Lyle School of EngineeringThe Innovation Gym in SMU’s Lyle School of Engineering was buzzing and clanking on a recent morning as students tested robots they built for a specific task — collecting and remediating water samples.

The strong work dynamic among members of the first-year design class and their embrace of the inter-disciplinary team approach has drawn the attention of the Center For Creative Leadership.

Interdisciplinary approach teaches soft skills like cooperation and communication across disciplines and genders

The Innovation Gym in SMU’s Lyle School of Engineering was buzzing and clanking on a recent morning as students tested robots they built for a specific task — collecting and remediating water samples. Lyle faculty and students have been doing the water work by hand in refugee camps in Africa and Bangladesh.

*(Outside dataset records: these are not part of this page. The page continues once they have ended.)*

#![allow(dead_code)]

use std::collections::HashMap;
use std::sync::atomic::{AtomicBool, AtomicUsize, Ordering};
use std::sync::{Arc, Mutex};
use std::time::Duration;

use async_trait::async_trait;
use axum::{
    body::{to_bytes, Body},
    http::{header, Method, Request, StatusCode},
};
use bytes::Bytes;
use chrono::{DateTime, Utc};
use rust_decimal::Decimal;
use serde_json::{json, Value as JsonValue};
use tower::ServiceExt;
use uuid::Uuid;

use proctoring_backend::database::{MemoryStore, ProctoringStore};
use proctoring_backend::dto::monitor_dto::CreateAssignmentRequest;
use proctoring_backend::error::Result;
use proctoring_backend::models::assignment::{ExamAssignment, ProctoringOptions};
use proctoring_backend::models::exam::{Exam, NewExam};
use proctoring_backend::models::proctor_event::ProctorEventType;
use proctoring_backend::proctor::media::{
    CaptureError, CaptureRequest, Devices, FaceDetector, FaceModel, Frame, MediaDevices,
    MediaStream, Recorder, RecordingCapability, Viewport,
};
use proctoring_backend::proctor::transport::LocalBackend;
use proctoring_backend::routes::build_router;
use proctoring_backend::services::grading_service::{GradingScorer, Scorer};
use proctoring_backend::services::storage_service::{ObjectKey, ObjectStore};
use proctoring_backend::{AppState, StateSettings};

pub const JWT_SECRET: &str = "test_secret_key";

#[derive(Default)]
pub struct MemoryObjects {
    pub objects: Mutex<HashMap<String, Bytes>>,
}

impl MemoryObjects {
    pub fn keys_under(&self, prefix: &str) -> Vec<String> {
        let mut keys: Vec<String> = self
            .objects
            .lock()
            .unwrap()
            .keys()
            .filter(|k| k.starts_with(prefix))
            .cloned()
            .collect();
        keys.sort();
        keys
    }
}

#[async_trait]
impl ObjectStore for MemoryObjects {
    async fn put(&self, key: &ObjectKey, data: Bytes) -> Result<String> {
        let path = key.path();
        self.objects.lock().unwrap().insert(path.clone(), data);
        Ok(path)
    }
}

pub struct TestApp {
    pub state: AppState,
    pub store: Arc<MemoryStore>,
    pub objects: Arc<MemoryObjects>,
}

pub fn app() -> TestApp {
    app_with_scorer(Arc::new(GradingScorer))
}

pub fn app_with_scorer(scorer: Arc<dyn Scorer>) -> TestApp {
    let store = Arc::new(MemoryStore::new());
    build(store.clone(), store, scorer)
}

/// Services run on `wrapped`; `store` is the memory store underneath it,
/// which tests read back from.
pub fn app_over_store(store: Arc<MemoryStore>, wrapped: Arc<dyn ProctoringStore>) -> TestApp {
    build(store, wrapped, Arc::new(GradingScorer))
}

fn build(store: Arc<MemoryStore>, wrapped: Arc<dyn ProctoringStore>, scorer: Arc<dyn Scorer>) -> TestApp {
    let objects = Arc::new(MemoryObjects::default());
    let state = AppState::new(
        wrapped,
        scorer,
        objects.clone(),
        StateSettings {
            jwt_secret: JWT_SECRET.to_string(),
            public_rps: 1000,
            signal_buffer: 256,
        },
    );
    TestApp {
        state,
        store,
        objects,
    }
}

impl TestApp {
    pub async fn exam(&self, duration_minutes: i32) -> Exam {
        self.store
            .insert_exam(NewExam {
                title: "Rust fundamentals".into(),
                duration_minutes,
                passing_score: Decimal::new(50, 0),
                questions: json!([
                    {"id": 1, "type": "multiple_choice", "question": "2+2?", "options": ["3", "4"], "correct_option": 1},
                    {"id": 2, "type": "multiple_choice", "question": "When does borrow checking run?", "options": ["compile time", "run time"], "correct_option": 0}
                ]),
            })
            .await
            .expect("seed exam")
    }

    pub async fn assign(
        &self,
        exam: &Exam,
        proctoring: ProctoringOptions,
        scheduled_start: Option<DateTime<Utc>>,
    ) -> ExamAssignment {
        self.state
            .assignments
            .assign(CreateAssignmentRequest {
                exam_id: exam.id,
                candidate_id: Uuid::new_v4(),
                scheduled_start,
                duration_minutes: None,
                proctoring,
            })
            .await
            .expect("assign exam")
    }

    pub fn backend(&self) -> Arc<LocalBackend> {
        Arc::new(LocalBackend::new(self.state.clone()))
    }

    pub fn admin_bearer(&self) -> String {
        let token = self
            .state
            .auth
            .issue("proctor-1", "proctor", chrono::Duration::hours(1))
            .expect("issue jwt");
        format!("Bearer {}", token)
    }

    pub async fn call(&self, request: Request<Body>) -> (StatusCode, JsonValue) {
        let response = build_router(self.state.clone())
            .oneshot(request)
            .await
            .expect("router response");
        let status = response.status();
        let bytes = to_bytes(response.into_body(), usize::MAX)
            .await
            .expect("response body");
        let body = serde_json::from_slice(&bytes).unwrap_or(JsonValue::Null);
        (status, body)
    }

    pub async fn event_kinds(&self, assignment_id: Uuid) -> Vec<ProctorEventType> {
        self.state
            .proctor_log
            .history(assignment_id)
            .await
            .expect("proctor log")
            .into_iter()
            .map(|e| e.event_type)
            .collect()
    }

    pub async fn count_events(&self, assignment_id: Uuid, kind: ProctorEventType) -> usize {
        self.event_kinds(assignment_id)
            .await
            .into_iter()
            .filter(|k| *k == kind)
            .count()
    }
}

pub fn json_request(method: Method, uri: &str, body: JsonValue) -> Request<Body> {
    Request::builder()
        .method(method)
        .uri(uri)
        .header(header::CONTENT_TYPE, "application/json")
        .body(Body::from(body.to_string()))
        .unwrap()
}

pub fn empty_request(method: Method, uri: &str) -> Request<Body> {
    Request::builder()
        .method(method)
        .uri(uri)
        .body(Body::empty())
        .unwrap()
}

/// Steps paused time one second at a time, letting spawned work settle in
/// between so interval ticks are never skipped.
pub async fn run_for(seconds: u64) {
    for _ in 0..seconds {
        tokio::time::advance(Duration::from_secs(1)).await;
        settle().await;
    }
}

pub async fn settle() {
    for _ in 0..50 {
        tokio::task::yield_now().await;
    }
}

/// Waits on work running outside the runtime (blocking encoders) without
/// letting paused time auto-advance.
pub async fn wait_until(what: &str, cond: impl Fn() -> bool) {
    for _ in 0..5000 {
        if cond() {
            return;
        }
        std::thread::sleep(Duration::from_millis(1));
        tokio::task::yield_now().await;
    }
    panic!("timed out waiting for {}", what);
}

pub fn small_frame() -> Frame {
    Frame {
        width: 4,
        height: 2,
        rgb: vec![128; 4 * 2 * 3],
    }
}

pub struct FakeStream {
    frame: Option<Frame>,
    live: AtomicBool,
}

impl FakeStream {
    pub fn is_stopped(&self) -> bool {
        !self.live.load(Ordering::SeqCst)
    }
}

impl MediaStream for FakeStream {
    fn grab_frame(&self) -> Option<Frame> {
        if self.live.load(Ordering::SeqCst) {
            self.frame.clone()
        } else {
            None
        }
    }

    fn stop(&self) {
        self.live.store(false, Ordering::SeqCst);
    }

    fn is_live(&self) -> bool {
        self.live.load(Ordering::SeqCst)
    }
}

#[derive(Default)]
pub struct FakeMedia {
    pub deny_camera: bool,
    pub deny_microphone: bool,
    pub frame: Option<Frame>,
    pub opened: Mutex<Vec<Arc<FakeStream>>>,
}

impl FakeMedia {
    pub fn with_frames() -> Self {
        Self {
            frame: Some(small_frame()),
            ..Self::default()
        }
    }

    pub fn streams(&self) -> Vec<Arc<FakeStream>> {
        self.opened.lock().unwrap().clone()
    }
}

#[async_trait]
impl MediaDevices for FakeMedia {
    async fn open(&self, request: CaptureRequest) -> std::result::Result<Arc<dyn MediaStream>, CaptureError> {
        if request.video && self.deny_camera {
            return Err(CaptureError::Camera("NotAllowedError".into()));
        }
        if request.audio && self.deny_microphone {
            return Err(CaptureError::Microphone("NotAllowedError".into()));
        }
        let stream = Arc::new(FakeStream {
            frame: self.frame.clone(),
            live: AtomicBool::new(true),
        });
        self.opened.lock().unwrap().push(stream.clone());
        Ok(stream)
    }
}

#[derive(Default)]
pub struct FakeViewport {
    pub reject: bool,
    pub fullscreen: AtomicBool,
    pub requests: AtomicUsize,
}

impl FakeViewport {
    pub fn is_fullscreen(&self) -> bool {
        self.fullscreen.load(Ordering::SeqCst)
    }
}

#[async_trait]
impl Viewport for FakeViewport {
    async fn request_fullscreen(&self) -> std::result::Result<(), String> {
        self.requests.fetch_add(1, Ordering::SeqCst);
        if self.reject {
            return Err("user gesture required".into());
        }
        self.fullscreen.store(true, Ordering::SeqCst);
        Ok(())
    }

    async fn exit_fullscreen(&self) {
        self.fullscreen.store(false, Ordering::SeqCst);
    }
}

/// Reports whatever face count the test last set.
pub struct ScriptedFaces {
    pub faces: AtomicUsize,
    pub checks: AtomicUsize,
}

impl ScriptedFaces {
    pub fn new(faces: usize) -> Self {
        Self {
            faces: AtomicUsize::new(faces),
            checks: AtomicUsize::new(0),
        }
    }
}

#[async_trait]
impl FaceDetector for ScriptedFaces {
    async fn count_faces(&self, _frame: &Frame) -> std::result::Result<usize, String> {
        self.checks.fetch_add(1, Ordering::SeqCst);
        Ok(self.faces.load(Ordering::SeqCst))
    }
}

#[derive(Default)]
pub struct FakeRecording {
    pub finished: Arc<AtomicUsize>,
}

struct FakeRecorder {
    finished: Arc<AtomicUsize>,
}

#[async_trait]
impl Recorder for FakeRecorder {
    async fn finish(&self) -> Option<Bytes> {
        if self.finished.fetch_add(1, Ordering::SeqCst) == 0 {
            Some(Bytes::from_static(b"webm-bytes"))
        } else {
            None
        }
    }
}

impl RecordingCapability for FakeRecording {
    fn start(&self, _stream: &Arc<dyn MediaStream>) -> Option<Arc<dyn Recorder>> {
        Some(Arc::new(FakeRecorder {
            finished: self.finished.clone(),
        }))
    }
}

pub struct Rig {
    pub media: Arc<FakeMedia>,
    pub viewport: Arc<FakeViewport>,
    pub faces: Option<Arc<ScriptedFaces>>,
    pub recording: Option<Arc<FakeRecording>>,
}

impl Rig {
    pub fn new(media: FakeMedia) -> Self {
        Self {
            media: Arc::new(media),
            viewport: Arc::new(FakeViewport::default()),
            faces: None,
            recording: None,
        }
    }

    pub fn with_faces(mut self, faces: usize) -> Self {
        self.faces = Some(Arc::new(ScriptedFaces::new(faces)));
        self
    }

    pub fn with_recording(mut self) -> Self {
        self.recording = Some(Arc::new(FakeRecording::default()));
        self
    }

    pub fn rejecting_fullscreen(mut self) -> Self {
        self.viewport = Arc::new(FakeViewport {
            reject: true,
            ..FakeViewport::default()
        });
        self
    }

    pub fn devices(&self) -> Devices {
        Devices {
            media: self.media.clone(),
            viewport: self.viewport.clone(),
            faces: self
                .faces
                .clone()
                .map(|f| FaceModel::ready(f as Arc<dyn FaceDetector>)),
            recording: self
                .recording
                .clone()
                .map(|r| r as Arc<dyn RecordingCapability>),
        }
    }
}

pub fn camera_only() -> ProctoringOptions {
    ProctoringOptions {
        camera_required: true,
        tab_switch_detection: true,
        copy_paste_blocking: true,
        ..ProctoringOptions::default()
    }
}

The strong work dynamic that emerged among members of the first-year design class and their embrace of the inter-disciplinary team approach used to teach it has drawn the attention of the Center For Creative Leadership, which will send a team of researchers to SMU Lyle in fall 2013 to study the student techniques.

What the team gleans from observing the SMU course could foster new tools and processes that can benefit organizations and educational institutions around the country.

“I had a chance to visit the Lyle School in February and see first-hand the innovative structure of the first-year design course,” said Kristin Cullen, faculty researcher with CCL’s Research, Innovation and Product Development Group. “Using student teams – really cross-functional teams – and having them work on a very intense project really does mirror the type of environment students will be in when they leave college and enter the workplace.”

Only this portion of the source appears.